Determine the count of lines in the data below that include the word "crew", and give nothing besides it.

*** Source records

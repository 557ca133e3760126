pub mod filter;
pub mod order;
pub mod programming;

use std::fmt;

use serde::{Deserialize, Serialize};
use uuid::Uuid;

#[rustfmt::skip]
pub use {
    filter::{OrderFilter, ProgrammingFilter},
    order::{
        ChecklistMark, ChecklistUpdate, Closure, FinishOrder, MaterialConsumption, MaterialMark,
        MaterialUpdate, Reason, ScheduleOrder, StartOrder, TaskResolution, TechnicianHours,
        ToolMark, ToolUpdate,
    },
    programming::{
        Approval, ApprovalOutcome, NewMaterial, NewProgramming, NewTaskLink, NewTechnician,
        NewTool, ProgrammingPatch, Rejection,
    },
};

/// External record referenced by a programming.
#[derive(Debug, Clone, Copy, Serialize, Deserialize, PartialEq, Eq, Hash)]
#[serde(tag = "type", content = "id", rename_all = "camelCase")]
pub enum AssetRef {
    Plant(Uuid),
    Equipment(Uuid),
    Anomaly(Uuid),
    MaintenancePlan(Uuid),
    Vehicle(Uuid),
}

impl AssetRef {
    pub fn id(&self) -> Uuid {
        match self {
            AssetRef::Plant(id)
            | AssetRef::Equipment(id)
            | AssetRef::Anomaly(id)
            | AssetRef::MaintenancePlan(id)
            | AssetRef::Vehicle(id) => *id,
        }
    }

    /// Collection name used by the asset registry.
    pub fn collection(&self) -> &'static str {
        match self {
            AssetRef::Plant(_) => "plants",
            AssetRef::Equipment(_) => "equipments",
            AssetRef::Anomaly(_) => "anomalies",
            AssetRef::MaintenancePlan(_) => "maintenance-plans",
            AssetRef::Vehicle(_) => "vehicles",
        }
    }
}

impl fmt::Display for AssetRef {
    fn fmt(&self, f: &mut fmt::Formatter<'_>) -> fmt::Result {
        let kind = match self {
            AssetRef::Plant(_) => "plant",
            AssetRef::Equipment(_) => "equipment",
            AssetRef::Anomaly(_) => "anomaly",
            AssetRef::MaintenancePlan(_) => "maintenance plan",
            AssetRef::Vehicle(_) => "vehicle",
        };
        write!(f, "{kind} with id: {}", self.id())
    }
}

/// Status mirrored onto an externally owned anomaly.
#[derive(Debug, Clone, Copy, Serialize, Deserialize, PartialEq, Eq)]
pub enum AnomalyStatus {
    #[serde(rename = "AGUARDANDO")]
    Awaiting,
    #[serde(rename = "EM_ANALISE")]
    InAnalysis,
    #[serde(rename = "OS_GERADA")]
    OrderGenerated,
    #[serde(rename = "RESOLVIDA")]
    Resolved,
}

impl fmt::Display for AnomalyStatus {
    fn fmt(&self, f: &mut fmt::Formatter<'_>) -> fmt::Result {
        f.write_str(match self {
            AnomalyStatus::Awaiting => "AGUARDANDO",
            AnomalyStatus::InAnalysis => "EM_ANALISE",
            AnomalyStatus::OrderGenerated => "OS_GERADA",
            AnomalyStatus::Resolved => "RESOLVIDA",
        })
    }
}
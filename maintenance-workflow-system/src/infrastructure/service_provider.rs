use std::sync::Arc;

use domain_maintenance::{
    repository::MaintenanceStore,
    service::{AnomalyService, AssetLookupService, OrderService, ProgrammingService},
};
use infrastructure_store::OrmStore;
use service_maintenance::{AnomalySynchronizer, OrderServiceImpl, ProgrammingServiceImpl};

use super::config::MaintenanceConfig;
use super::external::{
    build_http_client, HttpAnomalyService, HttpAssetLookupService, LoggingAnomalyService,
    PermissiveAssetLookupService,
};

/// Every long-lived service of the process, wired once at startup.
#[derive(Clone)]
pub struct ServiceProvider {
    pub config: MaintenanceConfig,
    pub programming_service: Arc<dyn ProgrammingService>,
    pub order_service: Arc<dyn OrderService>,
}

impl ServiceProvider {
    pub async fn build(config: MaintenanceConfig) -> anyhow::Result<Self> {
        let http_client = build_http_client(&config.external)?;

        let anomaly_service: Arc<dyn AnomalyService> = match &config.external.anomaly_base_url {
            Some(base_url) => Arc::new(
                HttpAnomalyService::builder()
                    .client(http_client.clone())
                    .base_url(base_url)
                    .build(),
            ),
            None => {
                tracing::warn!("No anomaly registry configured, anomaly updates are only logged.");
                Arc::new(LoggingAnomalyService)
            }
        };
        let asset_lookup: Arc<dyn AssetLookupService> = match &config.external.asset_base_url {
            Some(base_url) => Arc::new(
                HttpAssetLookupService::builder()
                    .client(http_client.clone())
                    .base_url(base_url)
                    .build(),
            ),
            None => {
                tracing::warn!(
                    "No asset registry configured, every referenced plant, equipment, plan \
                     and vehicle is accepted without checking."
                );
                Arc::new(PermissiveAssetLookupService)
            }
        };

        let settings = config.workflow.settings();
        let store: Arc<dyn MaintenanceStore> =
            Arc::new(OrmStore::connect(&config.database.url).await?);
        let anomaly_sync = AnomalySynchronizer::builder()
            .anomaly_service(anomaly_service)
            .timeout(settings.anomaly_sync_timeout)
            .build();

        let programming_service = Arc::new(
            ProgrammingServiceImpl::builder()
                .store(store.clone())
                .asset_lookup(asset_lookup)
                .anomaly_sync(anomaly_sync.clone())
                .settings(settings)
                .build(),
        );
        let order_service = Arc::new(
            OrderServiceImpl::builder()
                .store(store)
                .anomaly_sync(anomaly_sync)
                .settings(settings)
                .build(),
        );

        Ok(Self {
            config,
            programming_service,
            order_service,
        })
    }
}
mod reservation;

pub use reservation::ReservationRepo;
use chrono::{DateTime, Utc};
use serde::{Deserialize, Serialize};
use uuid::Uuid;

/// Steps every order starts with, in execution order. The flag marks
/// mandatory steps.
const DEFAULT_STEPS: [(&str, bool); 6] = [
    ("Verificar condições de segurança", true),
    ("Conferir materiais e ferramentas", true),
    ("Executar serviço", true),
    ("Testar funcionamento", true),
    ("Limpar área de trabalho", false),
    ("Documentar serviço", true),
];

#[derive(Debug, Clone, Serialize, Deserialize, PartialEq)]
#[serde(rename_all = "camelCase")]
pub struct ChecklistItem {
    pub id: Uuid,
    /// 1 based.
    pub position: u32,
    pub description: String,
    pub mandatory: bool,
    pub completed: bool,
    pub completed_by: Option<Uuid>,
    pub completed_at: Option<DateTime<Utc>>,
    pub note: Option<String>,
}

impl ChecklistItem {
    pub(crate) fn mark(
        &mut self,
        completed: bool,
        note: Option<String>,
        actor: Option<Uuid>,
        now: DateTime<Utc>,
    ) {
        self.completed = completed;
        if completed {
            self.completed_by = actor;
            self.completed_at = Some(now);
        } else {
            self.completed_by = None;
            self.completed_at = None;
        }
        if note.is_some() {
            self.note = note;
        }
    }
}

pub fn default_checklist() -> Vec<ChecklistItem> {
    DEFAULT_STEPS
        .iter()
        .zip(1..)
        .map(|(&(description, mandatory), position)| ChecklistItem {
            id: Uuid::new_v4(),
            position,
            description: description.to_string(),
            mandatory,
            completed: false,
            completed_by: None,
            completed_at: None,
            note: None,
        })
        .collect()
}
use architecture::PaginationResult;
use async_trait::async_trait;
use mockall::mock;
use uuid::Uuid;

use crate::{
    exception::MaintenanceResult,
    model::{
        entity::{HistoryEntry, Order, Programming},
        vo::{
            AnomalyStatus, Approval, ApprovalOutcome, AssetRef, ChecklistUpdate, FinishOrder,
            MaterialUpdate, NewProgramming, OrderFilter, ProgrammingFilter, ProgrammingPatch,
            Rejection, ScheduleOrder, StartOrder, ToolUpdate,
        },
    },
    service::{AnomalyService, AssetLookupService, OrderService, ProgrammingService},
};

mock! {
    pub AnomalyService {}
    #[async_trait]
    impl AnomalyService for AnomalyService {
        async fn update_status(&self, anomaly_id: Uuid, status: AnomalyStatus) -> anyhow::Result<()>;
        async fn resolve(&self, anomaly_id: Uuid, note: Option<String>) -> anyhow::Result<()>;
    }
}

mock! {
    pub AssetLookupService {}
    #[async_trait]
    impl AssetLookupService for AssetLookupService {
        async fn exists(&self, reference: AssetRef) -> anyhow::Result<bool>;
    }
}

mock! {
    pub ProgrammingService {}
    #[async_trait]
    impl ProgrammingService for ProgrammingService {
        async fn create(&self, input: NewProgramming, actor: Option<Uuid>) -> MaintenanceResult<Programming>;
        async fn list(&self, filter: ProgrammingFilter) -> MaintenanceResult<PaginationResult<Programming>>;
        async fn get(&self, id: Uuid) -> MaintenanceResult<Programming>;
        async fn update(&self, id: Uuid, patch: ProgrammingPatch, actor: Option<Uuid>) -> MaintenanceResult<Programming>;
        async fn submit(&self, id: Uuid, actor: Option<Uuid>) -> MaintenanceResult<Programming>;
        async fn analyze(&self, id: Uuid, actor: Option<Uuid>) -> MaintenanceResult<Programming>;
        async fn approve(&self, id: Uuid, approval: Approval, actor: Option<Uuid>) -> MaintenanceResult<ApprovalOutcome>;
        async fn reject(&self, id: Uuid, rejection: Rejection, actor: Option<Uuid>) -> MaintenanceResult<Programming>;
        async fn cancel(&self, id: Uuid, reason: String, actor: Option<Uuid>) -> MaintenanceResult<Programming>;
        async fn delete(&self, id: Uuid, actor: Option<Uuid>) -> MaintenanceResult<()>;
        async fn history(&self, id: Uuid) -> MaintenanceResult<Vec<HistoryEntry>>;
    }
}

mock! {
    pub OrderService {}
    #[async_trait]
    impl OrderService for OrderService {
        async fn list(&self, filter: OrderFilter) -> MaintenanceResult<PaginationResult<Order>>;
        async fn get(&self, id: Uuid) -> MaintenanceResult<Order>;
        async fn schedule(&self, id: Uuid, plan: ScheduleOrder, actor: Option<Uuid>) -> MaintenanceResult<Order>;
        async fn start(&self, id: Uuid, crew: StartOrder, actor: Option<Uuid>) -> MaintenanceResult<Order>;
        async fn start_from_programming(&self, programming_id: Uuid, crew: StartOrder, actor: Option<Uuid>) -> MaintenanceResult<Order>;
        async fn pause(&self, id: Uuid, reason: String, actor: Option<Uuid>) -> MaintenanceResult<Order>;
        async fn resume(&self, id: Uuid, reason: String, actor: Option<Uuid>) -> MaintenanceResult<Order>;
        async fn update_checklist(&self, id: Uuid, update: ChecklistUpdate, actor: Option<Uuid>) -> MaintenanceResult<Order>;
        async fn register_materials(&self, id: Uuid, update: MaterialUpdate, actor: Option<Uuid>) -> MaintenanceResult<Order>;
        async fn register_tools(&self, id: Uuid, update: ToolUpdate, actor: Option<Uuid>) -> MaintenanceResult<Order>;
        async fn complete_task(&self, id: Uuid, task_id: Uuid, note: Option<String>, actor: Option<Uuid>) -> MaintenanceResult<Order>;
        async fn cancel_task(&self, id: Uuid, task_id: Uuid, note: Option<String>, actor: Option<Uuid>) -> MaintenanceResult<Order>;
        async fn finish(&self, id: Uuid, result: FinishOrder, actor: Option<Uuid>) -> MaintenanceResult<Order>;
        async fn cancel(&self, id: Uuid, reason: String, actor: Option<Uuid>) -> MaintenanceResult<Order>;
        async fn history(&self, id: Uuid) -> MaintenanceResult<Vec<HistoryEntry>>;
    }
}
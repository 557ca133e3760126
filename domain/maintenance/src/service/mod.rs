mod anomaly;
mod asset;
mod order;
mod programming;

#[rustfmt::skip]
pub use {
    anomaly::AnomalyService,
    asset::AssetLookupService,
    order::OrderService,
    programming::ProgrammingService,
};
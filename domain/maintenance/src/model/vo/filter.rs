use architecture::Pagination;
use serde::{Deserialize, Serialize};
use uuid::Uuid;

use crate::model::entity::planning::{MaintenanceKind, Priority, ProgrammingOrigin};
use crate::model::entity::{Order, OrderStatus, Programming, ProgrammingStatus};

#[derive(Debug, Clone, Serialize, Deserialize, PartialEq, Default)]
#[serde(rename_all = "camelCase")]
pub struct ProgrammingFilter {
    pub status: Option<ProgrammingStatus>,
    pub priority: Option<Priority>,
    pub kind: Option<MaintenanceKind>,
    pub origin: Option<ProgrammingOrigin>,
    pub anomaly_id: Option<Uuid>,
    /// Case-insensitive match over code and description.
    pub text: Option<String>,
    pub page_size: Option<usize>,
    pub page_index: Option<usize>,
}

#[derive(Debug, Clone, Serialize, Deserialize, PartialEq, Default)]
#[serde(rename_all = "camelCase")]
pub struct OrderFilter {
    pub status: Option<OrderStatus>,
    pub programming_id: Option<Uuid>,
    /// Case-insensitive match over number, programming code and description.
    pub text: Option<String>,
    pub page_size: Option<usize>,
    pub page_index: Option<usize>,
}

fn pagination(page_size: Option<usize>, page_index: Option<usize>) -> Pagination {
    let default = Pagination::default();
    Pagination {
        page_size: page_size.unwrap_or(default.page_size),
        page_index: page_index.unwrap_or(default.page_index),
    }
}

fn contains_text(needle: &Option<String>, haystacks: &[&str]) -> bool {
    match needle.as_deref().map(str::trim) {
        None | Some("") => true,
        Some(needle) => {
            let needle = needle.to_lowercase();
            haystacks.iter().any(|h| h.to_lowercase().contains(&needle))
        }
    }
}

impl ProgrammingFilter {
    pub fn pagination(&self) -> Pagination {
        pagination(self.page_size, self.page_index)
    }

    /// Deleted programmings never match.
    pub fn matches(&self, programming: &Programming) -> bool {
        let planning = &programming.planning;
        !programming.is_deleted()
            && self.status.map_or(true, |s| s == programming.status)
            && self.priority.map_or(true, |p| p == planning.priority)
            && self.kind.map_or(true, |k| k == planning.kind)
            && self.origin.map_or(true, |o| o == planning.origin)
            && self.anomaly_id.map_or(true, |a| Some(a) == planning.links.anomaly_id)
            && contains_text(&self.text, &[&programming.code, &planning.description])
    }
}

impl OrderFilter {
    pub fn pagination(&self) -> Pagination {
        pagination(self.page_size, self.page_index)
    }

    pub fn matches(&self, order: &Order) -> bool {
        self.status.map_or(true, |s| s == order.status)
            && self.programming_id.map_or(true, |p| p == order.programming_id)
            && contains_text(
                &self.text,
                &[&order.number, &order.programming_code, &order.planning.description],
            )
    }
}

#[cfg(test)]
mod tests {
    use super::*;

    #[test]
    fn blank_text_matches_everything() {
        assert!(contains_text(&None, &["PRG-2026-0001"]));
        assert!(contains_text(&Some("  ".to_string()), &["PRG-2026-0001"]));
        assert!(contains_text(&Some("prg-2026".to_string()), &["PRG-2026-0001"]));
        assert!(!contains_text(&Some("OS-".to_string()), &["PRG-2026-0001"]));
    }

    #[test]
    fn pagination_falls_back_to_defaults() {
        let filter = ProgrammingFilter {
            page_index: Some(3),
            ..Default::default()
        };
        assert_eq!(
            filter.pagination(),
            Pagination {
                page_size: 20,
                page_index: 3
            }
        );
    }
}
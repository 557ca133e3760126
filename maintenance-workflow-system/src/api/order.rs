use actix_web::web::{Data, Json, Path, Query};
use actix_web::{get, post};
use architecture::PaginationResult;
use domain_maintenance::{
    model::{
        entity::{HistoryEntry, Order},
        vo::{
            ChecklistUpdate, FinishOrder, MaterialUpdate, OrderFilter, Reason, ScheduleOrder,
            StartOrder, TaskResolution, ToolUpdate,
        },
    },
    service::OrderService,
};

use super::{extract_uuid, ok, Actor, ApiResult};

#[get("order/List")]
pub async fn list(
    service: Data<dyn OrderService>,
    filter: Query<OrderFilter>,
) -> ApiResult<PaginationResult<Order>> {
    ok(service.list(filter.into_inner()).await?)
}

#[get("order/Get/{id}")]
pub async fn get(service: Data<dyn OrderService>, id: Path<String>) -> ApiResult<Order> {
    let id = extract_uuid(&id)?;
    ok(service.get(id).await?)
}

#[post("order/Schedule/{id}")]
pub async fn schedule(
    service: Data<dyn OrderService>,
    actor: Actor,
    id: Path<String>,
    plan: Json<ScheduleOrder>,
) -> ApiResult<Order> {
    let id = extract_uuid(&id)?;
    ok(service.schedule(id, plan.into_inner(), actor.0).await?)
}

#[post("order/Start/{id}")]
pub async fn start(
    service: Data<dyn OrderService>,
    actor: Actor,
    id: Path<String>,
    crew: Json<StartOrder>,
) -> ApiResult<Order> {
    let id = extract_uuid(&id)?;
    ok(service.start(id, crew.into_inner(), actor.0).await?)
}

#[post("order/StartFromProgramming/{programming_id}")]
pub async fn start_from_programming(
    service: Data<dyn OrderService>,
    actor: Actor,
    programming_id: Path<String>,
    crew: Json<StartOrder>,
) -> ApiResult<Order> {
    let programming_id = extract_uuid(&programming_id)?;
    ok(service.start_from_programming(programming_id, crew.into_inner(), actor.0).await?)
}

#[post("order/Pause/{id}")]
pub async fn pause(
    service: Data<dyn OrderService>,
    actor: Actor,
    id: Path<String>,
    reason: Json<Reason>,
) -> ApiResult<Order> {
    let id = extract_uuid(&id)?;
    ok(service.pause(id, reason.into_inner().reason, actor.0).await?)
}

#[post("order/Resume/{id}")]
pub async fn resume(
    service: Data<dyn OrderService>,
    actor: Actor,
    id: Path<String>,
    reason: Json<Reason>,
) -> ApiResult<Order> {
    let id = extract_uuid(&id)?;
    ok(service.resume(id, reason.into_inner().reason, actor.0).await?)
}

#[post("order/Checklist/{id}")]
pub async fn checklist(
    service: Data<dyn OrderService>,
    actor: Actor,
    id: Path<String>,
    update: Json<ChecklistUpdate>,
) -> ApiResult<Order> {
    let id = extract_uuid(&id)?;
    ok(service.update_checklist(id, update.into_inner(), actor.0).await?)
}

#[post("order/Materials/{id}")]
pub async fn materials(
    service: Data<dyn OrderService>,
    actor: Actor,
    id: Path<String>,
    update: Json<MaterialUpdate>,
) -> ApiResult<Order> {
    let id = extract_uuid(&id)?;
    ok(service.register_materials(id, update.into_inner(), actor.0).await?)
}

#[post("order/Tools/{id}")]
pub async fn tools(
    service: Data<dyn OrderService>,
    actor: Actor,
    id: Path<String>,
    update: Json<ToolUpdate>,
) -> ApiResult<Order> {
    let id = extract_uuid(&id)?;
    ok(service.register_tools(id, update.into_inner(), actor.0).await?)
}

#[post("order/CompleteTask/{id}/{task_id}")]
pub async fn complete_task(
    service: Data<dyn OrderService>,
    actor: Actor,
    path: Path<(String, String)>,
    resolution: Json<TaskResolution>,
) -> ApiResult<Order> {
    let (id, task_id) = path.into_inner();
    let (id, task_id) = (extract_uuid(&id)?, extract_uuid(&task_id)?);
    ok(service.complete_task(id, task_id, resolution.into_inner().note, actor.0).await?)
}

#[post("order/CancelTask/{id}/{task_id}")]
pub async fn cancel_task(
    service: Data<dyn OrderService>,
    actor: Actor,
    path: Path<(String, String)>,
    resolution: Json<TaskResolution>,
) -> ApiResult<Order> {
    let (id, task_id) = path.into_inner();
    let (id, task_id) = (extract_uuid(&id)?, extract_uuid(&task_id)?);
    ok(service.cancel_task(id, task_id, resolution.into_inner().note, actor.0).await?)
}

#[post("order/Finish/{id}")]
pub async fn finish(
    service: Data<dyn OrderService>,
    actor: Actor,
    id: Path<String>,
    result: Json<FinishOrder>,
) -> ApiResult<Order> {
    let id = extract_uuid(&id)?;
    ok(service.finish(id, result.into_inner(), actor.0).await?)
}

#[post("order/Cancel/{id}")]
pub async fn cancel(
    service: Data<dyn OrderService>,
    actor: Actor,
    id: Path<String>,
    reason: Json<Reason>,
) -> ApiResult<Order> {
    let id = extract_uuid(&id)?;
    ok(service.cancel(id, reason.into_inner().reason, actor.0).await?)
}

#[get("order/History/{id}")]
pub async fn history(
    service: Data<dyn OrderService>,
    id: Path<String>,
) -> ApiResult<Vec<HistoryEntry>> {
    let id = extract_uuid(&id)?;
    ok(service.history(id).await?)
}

******

Result ->
6